> [Input data]
--- START ---

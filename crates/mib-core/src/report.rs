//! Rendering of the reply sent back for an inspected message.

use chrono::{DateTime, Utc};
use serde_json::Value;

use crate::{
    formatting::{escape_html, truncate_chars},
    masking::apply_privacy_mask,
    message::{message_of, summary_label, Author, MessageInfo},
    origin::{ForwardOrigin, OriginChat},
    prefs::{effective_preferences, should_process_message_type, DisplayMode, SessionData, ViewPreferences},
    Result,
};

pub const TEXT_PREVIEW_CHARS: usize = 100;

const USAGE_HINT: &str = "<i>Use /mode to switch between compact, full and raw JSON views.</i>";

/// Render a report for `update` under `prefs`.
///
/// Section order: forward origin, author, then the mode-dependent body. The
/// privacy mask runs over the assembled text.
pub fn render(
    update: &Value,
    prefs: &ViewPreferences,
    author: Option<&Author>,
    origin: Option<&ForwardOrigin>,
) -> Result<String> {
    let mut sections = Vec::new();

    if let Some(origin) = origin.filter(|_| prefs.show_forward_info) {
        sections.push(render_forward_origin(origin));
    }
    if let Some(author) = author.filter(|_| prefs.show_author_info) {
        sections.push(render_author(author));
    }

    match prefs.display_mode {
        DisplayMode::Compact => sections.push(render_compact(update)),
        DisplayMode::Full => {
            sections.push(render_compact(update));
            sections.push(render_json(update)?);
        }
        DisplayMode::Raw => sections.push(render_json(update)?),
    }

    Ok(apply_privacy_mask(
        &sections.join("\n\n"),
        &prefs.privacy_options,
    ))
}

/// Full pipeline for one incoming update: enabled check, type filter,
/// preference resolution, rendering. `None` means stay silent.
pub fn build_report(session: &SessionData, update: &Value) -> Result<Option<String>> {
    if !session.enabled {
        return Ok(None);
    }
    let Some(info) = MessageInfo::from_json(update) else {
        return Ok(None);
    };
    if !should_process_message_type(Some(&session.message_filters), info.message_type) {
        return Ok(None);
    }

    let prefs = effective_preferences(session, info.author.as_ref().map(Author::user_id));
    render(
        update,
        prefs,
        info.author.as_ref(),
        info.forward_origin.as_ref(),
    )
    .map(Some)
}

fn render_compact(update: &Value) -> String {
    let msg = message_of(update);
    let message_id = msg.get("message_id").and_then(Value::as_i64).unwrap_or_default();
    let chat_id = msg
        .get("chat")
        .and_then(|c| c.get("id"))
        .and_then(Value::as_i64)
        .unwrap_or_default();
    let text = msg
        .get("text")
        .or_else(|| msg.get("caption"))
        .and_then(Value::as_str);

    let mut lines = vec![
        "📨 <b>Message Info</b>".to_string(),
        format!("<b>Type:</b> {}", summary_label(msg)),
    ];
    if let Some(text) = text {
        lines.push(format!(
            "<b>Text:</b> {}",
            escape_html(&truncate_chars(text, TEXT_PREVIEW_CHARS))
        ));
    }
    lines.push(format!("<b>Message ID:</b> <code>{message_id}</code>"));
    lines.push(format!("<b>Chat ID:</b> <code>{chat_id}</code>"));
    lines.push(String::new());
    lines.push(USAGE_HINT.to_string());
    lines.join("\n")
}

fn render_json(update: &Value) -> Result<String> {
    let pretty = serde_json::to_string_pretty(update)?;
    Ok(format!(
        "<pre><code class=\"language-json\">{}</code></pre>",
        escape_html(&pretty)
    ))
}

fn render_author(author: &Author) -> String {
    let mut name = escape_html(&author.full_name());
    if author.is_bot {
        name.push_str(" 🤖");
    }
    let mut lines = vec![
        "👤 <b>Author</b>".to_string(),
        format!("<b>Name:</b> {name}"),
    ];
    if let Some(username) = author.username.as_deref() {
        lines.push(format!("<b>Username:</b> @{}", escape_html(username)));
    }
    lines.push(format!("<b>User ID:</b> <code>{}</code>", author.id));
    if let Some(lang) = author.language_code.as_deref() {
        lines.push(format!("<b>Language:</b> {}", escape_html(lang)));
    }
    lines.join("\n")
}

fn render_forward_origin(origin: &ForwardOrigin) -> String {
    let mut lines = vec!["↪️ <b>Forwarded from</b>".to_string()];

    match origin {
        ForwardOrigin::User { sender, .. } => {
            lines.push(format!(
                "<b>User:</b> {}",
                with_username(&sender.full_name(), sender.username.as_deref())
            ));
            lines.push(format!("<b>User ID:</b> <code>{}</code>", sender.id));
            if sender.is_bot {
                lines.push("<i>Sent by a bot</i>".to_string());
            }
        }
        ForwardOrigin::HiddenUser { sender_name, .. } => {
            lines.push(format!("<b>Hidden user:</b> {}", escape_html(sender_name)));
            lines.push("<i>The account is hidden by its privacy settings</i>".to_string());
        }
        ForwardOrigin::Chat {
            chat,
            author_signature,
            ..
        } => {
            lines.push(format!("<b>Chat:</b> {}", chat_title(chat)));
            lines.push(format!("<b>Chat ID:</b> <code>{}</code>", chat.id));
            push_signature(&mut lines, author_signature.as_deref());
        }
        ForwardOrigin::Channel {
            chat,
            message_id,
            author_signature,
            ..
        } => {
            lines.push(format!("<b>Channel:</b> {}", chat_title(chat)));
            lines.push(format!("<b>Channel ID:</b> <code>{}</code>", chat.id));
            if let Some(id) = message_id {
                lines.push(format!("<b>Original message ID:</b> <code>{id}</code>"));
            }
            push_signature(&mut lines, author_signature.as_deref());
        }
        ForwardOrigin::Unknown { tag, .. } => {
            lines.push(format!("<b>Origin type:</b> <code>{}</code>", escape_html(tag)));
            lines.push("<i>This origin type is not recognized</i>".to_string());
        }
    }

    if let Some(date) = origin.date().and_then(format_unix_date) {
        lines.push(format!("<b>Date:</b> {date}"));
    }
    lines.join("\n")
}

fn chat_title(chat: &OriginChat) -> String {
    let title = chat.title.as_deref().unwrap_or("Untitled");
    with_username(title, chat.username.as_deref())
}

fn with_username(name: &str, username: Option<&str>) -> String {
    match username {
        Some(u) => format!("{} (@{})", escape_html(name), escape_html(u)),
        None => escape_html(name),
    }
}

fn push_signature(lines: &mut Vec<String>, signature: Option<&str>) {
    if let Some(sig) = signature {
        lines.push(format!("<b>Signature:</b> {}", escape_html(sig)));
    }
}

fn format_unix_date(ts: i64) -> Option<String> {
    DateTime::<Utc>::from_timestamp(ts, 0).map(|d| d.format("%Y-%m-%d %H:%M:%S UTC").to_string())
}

--- END ---

> [Your instructions] Report all lines of the data that include the word "Channel".

> [Problem solution]
        ForwardOrigin::Channel {
            lines.push(format!("<b>Channel:</b> {}", chat_title(chat)));
            lines.push(format!("<b>Channel ID:</b> <code>{}</code>", chat.id));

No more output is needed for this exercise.